[WHAT YOU HAVE TO DO]
Report each line of the data that contains the string "Duration".

[Extracted data entries]

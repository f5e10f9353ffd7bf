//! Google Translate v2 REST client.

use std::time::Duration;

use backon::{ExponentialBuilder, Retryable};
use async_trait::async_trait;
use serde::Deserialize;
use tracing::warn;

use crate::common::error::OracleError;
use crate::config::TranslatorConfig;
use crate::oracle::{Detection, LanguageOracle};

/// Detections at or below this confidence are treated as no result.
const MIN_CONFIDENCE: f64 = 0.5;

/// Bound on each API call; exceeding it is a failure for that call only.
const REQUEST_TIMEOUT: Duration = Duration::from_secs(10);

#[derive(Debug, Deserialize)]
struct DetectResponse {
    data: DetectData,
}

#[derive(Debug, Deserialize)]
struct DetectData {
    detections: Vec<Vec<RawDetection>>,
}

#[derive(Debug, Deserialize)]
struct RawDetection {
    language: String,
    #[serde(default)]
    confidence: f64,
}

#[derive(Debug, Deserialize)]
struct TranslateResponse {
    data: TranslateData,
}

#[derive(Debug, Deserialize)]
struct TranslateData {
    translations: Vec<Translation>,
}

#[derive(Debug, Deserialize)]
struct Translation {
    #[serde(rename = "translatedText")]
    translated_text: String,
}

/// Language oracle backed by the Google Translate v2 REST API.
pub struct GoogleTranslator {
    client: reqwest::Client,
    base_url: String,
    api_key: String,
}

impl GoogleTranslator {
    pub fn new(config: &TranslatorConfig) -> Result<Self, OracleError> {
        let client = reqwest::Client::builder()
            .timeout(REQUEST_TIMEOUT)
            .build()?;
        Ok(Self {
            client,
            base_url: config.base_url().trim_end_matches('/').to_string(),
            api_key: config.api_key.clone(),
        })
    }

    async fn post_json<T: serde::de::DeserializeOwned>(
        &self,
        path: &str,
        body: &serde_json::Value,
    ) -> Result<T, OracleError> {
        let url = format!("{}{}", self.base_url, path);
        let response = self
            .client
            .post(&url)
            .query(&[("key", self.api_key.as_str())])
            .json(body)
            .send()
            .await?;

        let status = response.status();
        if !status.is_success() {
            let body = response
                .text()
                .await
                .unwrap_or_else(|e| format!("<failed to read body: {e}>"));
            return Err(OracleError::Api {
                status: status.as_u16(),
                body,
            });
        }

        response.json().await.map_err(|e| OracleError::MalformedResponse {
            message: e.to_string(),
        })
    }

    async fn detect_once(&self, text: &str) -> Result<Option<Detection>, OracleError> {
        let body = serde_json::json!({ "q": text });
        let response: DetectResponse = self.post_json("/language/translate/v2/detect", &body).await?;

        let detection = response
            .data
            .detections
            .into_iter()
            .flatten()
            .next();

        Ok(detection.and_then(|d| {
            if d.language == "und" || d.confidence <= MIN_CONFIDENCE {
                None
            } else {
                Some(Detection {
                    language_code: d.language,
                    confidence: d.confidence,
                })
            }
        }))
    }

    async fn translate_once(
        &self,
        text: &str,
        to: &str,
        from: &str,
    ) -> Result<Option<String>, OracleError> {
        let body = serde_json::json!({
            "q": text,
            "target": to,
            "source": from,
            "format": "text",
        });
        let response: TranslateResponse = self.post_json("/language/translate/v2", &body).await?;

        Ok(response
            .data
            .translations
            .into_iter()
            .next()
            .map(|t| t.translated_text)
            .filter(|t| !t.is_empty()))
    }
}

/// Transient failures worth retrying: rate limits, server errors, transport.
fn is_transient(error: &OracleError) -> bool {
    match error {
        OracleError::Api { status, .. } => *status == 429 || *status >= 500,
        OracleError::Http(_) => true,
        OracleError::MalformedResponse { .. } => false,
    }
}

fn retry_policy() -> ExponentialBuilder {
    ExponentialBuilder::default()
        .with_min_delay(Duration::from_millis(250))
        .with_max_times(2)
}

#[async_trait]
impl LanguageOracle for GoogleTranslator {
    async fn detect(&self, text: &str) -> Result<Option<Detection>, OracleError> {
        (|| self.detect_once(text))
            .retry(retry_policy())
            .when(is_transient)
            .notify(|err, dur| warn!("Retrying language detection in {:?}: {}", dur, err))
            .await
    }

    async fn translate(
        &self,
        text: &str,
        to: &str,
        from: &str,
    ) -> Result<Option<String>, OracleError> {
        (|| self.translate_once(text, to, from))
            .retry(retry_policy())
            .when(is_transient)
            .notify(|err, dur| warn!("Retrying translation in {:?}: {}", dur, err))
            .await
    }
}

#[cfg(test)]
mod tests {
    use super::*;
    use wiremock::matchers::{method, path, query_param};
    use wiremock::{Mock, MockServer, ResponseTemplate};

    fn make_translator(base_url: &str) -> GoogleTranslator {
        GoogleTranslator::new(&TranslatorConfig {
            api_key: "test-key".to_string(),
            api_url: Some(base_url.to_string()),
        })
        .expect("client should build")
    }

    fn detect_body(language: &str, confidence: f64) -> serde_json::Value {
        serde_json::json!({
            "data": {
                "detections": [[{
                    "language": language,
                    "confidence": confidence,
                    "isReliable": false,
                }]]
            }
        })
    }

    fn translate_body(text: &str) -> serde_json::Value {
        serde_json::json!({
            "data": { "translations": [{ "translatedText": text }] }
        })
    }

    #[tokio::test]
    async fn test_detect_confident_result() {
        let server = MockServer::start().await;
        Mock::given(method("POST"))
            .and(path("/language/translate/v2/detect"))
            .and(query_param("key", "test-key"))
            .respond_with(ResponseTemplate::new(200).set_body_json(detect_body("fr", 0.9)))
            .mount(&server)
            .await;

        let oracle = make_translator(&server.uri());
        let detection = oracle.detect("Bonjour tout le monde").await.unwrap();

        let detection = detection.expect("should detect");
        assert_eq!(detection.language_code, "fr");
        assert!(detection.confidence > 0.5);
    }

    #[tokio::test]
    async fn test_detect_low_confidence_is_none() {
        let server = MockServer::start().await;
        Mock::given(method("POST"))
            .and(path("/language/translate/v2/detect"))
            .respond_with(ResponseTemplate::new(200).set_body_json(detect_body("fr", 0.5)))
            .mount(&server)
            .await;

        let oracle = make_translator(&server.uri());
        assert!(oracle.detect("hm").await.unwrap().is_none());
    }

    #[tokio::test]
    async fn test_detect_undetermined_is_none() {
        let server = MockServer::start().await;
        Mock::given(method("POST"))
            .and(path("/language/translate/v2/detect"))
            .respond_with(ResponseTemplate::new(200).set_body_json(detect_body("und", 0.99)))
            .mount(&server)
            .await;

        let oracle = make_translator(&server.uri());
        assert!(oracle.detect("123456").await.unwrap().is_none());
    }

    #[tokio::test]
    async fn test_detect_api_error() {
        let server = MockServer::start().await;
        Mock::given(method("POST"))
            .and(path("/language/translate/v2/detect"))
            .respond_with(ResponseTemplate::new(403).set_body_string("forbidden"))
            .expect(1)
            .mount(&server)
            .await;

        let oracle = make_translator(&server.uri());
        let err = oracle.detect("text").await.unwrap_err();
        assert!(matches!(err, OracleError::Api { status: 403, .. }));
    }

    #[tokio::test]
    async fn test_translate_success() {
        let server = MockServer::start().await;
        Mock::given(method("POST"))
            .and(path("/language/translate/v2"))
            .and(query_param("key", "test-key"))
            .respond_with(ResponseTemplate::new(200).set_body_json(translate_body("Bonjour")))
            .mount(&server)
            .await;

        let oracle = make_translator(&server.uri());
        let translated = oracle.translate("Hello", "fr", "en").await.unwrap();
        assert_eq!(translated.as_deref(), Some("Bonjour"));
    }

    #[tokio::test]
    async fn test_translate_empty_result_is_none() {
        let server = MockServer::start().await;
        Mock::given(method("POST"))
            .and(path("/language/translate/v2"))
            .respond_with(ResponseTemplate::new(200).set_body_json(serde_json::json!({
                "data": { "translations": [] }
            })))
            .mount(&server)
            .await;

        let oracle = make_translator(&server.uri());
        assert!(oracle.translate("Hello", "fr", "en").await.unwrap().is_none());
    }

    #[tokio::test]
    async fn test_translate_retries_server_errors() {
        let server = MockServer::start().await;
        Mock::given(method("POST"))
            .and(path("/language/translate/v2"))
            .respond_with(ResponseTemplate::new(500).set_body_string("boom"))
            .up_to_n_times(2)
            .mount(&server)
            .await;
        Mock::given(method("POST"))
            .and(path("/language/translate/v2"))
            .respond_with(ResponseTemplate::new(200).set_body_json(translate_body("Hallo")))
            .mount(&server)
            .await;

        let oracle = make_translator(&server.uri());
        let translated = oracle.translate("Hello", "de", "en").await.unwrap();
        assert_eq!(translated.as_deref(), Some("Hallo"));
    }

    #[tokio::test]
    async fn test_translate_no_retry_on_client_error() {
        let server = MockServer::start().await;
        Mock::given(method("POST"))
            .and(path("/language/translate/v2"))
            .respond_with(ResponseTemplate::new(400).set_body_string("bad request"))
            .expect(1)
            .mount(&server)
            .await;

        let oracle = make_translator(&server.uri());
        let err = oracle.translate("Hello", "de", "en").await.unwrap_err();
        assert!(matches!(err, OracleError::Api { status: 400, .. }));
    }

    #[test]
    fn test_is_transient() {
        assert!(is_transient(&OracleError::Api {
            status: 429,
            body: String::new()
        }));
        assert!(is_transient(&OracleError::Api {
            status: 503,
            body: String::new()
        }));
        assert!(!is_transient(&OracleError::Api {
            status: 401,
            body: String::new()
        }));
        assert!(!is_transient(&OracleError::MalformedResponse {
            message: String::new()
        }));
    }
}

[EXPECTED ANSWER]
use std::time::Duration;
const REQUEST_TIMEOUT: Duration = Duration::from_secs(10);
        .with_min_delay(Duration::from_millis(250))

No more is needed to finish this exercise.